* [Given records]:
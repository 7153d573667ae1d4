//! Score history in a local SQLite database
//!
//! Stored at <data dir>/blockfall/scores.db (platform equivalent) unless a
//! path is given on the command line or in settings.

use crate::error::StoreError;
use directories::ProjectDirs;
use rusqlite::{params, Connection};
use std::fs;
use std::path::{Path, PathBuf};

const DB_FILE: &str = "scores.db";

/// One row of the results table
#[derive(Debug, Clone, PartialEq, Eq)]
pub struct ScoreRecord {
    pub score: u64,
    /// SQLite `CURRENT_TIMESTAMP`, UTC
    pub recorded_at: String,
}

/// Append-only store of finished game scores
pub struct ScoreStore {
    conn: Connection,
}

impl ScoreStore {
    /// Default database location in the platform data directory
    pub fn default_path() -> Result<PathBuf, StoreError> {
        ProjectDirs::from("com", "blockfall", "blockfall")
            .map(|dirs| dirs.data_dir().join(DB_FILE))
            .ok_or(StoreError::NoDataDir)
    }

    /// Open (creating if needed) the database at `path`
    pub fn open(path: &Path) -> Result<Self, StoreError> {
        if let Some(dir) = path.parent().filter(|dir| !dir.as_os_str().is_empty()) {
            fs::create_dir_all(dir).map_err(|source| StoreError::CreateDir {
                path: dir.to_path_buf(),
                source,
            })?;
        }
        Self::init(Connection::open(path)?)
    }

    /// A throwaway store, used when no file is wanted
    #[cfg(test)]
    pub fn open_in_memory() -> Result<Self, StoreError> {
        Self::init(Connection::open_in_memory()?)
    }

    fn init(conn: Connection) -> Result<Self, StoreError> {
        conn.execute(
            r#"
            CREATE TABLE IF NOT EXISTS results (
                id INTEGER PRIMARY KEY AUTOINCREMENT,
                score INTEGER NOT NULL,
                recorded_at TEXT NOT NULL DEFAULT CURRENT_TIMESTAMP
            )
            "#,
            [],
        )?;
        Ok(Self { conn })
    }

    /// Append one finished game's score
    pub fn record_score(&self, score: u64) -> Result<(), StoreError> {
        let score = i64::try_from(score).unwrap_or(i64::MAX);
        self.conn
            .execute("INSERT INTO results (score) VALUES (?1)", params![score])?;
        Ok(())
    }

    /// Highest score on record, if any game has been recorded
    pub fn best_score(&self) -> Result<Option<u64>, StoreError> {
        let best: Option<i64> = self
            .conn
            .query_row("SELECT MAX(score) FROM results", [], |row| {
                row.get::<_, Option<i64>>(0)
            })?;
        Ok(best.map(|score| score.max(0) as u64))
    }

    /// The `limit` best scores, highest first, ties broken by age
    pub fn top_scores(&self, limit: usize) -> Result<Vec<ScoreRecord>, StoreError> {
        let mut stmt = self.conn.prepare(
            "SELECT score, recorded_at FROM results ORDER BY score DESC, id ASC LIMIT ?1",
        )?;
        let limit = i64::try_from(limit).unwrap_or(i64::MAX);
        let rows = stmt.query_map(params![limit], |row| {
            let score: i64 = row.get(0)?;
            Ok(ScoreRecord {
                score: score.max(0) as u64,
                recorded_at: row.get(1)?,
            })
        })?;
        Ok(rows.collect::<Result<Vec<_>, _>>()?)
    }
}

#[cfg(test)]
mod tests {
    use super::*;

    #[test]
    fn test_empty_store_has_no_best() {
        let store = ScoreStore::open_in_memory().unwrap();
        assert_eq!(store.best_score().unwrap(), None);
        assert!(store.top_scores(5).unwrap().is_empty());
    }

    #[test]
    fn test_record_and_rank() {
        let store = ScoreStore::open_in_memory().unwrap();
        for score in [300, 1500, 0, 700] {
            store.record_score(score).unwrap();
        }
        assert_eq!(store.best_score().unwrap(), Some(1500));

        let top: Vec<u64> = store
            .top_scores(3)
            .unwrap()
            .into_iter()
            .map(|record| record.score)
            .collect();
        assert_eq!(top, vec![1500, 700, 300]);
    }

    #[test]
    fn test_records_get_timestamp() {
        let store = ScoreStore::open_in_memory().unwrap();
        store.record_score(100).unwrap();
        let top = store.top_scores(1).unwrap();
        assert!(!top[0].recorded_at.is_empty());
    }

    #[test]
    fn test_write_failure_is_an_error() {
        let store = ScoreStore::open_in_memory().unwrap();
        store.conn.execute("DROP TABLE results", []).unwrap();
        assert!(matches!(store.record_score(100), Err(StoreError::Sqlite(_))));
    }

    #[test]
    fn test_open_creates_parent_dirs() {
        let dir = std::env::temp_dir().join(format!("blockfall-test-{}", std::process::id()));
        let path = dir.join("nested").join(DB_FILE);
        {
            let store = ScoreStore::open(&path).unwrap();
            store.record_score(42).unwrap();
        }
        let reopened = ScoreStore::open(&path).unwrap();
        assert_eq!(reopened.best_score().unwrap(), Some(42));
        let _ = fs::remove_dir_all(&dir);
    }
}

* [Aim of the task]: The expected answer is every line in the data above that carries the string "execute".

* [Result]:
        conn.execute(
            .execute("INSERT INTO results (score) VALUES (?1)", params![score])?;
        store.conn.execute("DROP TABLE results", []).unwrap();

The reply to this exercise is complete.